Yıllar içerisinde pek çok yakın arkadaşım İstanbul’dan çok uzaklara taşındı. Onlarla sık sık mektuplaşıyordum. Bir yandan dijital mektup arkadaşlıklarım da sürüyordu. Hiç tanımadığım ama birbirimize gönderdiğimiz mektuplar sayesinde arkadaş yakınlığı kurduğum birkaç kişi vardı. Bundan dört sene önce, dinleyicilerimin de hoşuna gidebileceğini düşündüğüm için bir dijital mektup arkadaşlığı başlattım. Yaklaşık 50 kişiyle başladık. Birbirimizle hayatımızın en özel anlarını, günlerimizi, sevdiğimiz kitapları, şarkıları paylaşıyoruz. Bana gelen her mektubu okuyorum. Elbette kendi şarkılarımı, konser duyurularımı da ilk onlarla paylaşıyorum. Arada bir sürpriz kayıtlar atıyorum.

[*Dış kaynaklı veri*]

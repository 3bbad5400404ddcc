//! Audit log using RocksDB
//!
//! # Column Families
//!
//! - `audit_logs` - Append-only audit entries (key: big-endian sequence id)
//!
//! Ids start at 1 and keep counting across reopen; the next id is recovered
//! from the last key on open. An id is only consumed once its row is
//! written, so a failed write leaves no gap.

use crate::error::{Error, Result};
use chrono::{DateTime, Utc};
use parking_lot::Mutex;
use rocksdb::{ColumnFamily, ColumnFamilyDescriptor, IteratorMode, Options, DB};
use rust_decimal::Decimal;
use serde::{Deserialize, Serialize};
use std::fmt;
use std::path::{Path, PathBuf};
use std::sync::Arc;

/// Column family name
const CF_AUDIT_LOGS: &str = "audit_logs";

/// Kind of audited event
#[derive(Debug, Clone, Copy, PartialEq, Eq, Hash, Serialize, Deserialize)]
#[serde(rename_all = "SCREAMING_SNAKE_CASE")]
pub enum AuditEventKind {
    /// Receipt scanned and parsed
    OcrScanComplete,

    /// Shadow-ban benchmark run
    ShadowBanAudit,

    /// Evidence pack assembled
    EvidencePackGenerated,
}

impl AuditEventKind {
    /// Wire name of the event
    pub fn as_str(&self) -> &'static str {
        match self {
            AuditEventKind::OcrScanComplete => "OCR_SCAN_COMPLETE",
            AuditEventKind::ShadowBanAudit => "SHADOW_BAN_AUDIT",
            AuditEventKind::EvidencePackGenerated => "EVIDENCE_PACK_GENERATED",
        }
    }
}

impl fmt::Display for AuditEventKind {
    fn fmt(&self, f: &mut fmt::Formatter<'_>) -> fmt::Result {
        f.write_str(self.as_str())
    }
}

/// One audit log row
#[derive(Debug, Clone, PartialEq, Serialize, Deserialize)]
pub struct AuditEntry {
    /// Sequence id (starts at 1)
    pub id: u64,

    /// When the entry was written
    pub timestamp: DateTime<Utc>,

    /// Event kind
    pub event: AuditEventKind,

    /// Outcome shown on the monitor
    pub status: String,

    /// Earnings the audit looked at
    pub earnings: Decimal,
}

/// Append-only audit log
pub struct AuditLog {
    db: Arc<DB>,
    path: PathBuf,
    /// Held across the write so ids stay dense and ordered
    next_id: Mutex<u64>,
}

impl fmt::Debug for AuditLog {
    fn fmt(&self, f: &mut fmt::Formatter<'_>) -> fmt::Result {
        f.debug_struct("AuditLog")
            .field("path", &self.path)
            .field("next_id", &*self.next_id.lock())
            .finish()
    }
}

impl AuditLog {
    /// Open or create the log under `path`
    pub fn open(path: impl AsRef<Path>) -> Result<Self> {
        let path = path.as_ref();
        std::fs::create_dir_all(path)?;

        let mut db_opts = Options::default();
        db_opts.create_if_missing(true);
        db_opts.create_missing_column_families(true);

        let cf_descriptors = vec![ColumnFamilyDescriptor::new(
            CF_AUDIT_LOGS,
            Self::cf_options_audit_logs(),
        )];

        let db = DB::open_cf_descriptors(&db_opts, path, cf_descriptors)?;
        let last_id = Self::last_id(&db)?;

        tracing::info!(
            path = ?path,
            entries = last_id,
            "Opened audit log"
        );

        Ok(Self {
            db: Arc::new(db),
            path: path.to_path_buf(),
            next_id: Mutex::new(last_id + 1),
        })
    }

    fn cf_options_audit_logs() -> Options {
        let mut opts = Options::default();
        opts.set_compression_type(rocksdb::DBCompressionType::Lz4);
        opts
    }

    fn cf_handle(&self) -> Result<&ColumnFamily> {
        self.db
            .cf_handle(CF_AUDIT_LOGS)
            .ok_or_else(|| Error::Storage(format!("Column family {} not found", CF_AUDIT_LOGS)))
    }

    fn last_id(db: &DB) -> Result<u64> {
        let cf = db
            .cf_handle(CF_AUDIT_LOGS)
            .ok_or_else(|| Error::Storage(format!("Column family {} not found", CF_AUDIT_LOGS)))?;

        match db.iterator_cf(cf, IteratorMode::End).next() {
            Some(item) => {
                let (key, _) = item?;
                decode_key(&key)
            }
            None => Ok(0),
        }
    }

    /// Append an entry and return it
    pub fn log_event(
        &self,
        event: AuditEventKind,
        status: impl Into<String>,
        earnings: Decimal,
    ) -> Result<AuditEntry> {
        let cf = self.cf_handle()?;
        let mut entry = AuditEntry {
            id: 0,
            timestamp: Utc::now(),
            event,
            status: status.into(),
            earnings,
        };

        self.write_next(|id| {
            entry.id = id;
            let value = bincode::serialize(&entry)?;
            self.db.put_cf(cf, id.to_be_bytes(), &value)?;
            Ok(())
        })?;

        tracing::info!(
            id = entry.id,
            event = %entry.event,
            status = %entry.status,
            earnings = %entry.earnings,
            "Audit event logged"
        );

        Ok(entry)
    }

    /// Run `write` with the next id, consuming the id only on success
    fn write_next<F>(&self, write: F) -> Result<u64>
    where
        F: FnOnce(u64) -> Result<()>,
    {
        let mut next_id = self.next_id.lock();
        let id = *next_id;
        write(id)?;
        *next_id = id + 1;
        Ok(id)
    }

    /// Latest `limit` entries, newest first
    pub fn recent(&self, limit: usize) -> Result<Vec<AuditEntry>> {
        let cf = self.cf_handle()?;

        let mut entries = Vec::with_capacity(limit.min(64));
        for item in self.db.iterator_cf(cf, IteratorMode::End).take(limit) {
            let (_, value) = item?;
            entries.push(bincode::deserialize(&value)?);
        }

        Ok(entries)
    }

    /// Get entry by id
    pub fn get(&self, id: u64) -> Result<Option<AuditEntry>> {
        let cf = self.cf_handle()?;
        match self.db.get_cf(cf, id.to_be_bytes())? {
            Some(value) => Ok(Some(bincode::deserialize(&value)?)),
            None => Ok(None),
        }
    }

    /// Number of entries written so far
    pub fn len(&self) -> u64 {
        *self.next_id.lock() - 1
    }

    /// No entries written yet
    pub fn is_empty(&self) -> bool {
        self.len() == 0
    }

    /// Database path
    pub fn path(&self) -> &Path {
        &self.path
    }
}

fn decode_key(key: &[u8]) -> Result<u64> {
    let bytes: [u8; 8] = key
        .try_into()
        .map_err(|_| Error::Storage(format!("Malformed audit key of {} bytes", key.len())))?;
    Ok(u64::from_be_bytes(bytes))
}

ο Efe Demiral ile birbirinizi müzikal açıdan nasıl besleniyorsunuz? Evdeki akustik proje nasıl ortaya çıktı?
Efe, hem müzisyen olarak hem de insan olarak çok hayran olduğum biri. Ondan çok şey öğreniyorum. Yıllar içerisinde birçok konserde beraberdik ve şarkılarımın akustik versiyonlarını sıklıkla çalıyorduk. Pandemi döneminde bu çaldığımız versiyonlardan dört tanesini bir akustik EP’de buluşturmaya karar verdik. Bir yandan da evden kayıt işini kotarabilir miyiz görmek istedik ve ortaya böyle bir kayıt çıktı. Efe, kayıtları bitirdikten kısa bir süre sonra akustik albümü kaydettiğimiz, Fenerbahçe’deki evinden çıkmak zorunda kaldı ve Güzel Şeyler Akustik o evden çıkan son albüm oldu.
ο Kapanma sürecinde senin için en unutulmaz olan an hangisiydi?
Yüksek lisansa başlamaktı. Akustik albüm kayıtları esnasında müzik konusunda daha çok derinleşmeye ihtiyacım olduğunu hissettim ve birkaç ay boyunca yüksek lisansa hazırlandım. En sonunda İTÜ MIAM’da Ses Mühendisliği ve Tasarımı yüksek lisansına kabul edildim.
‘ÜRETİM HALİNDE OLMAYI PLANLIYORUM’
ο Bundan sonraki süreçte neler yapmayı planlıyorsunuz?
İkinci albümümü tamamlayacağım, albümün öncüsü birkaç tekli yayınlayacağım. Sürekli bir üretim halinde olmayı planlıyorum. Güzel bir ev stüdyosu kurduk, bol bol kayıt yapmak, şarkı yazmak ve konserler vermek istiyorum.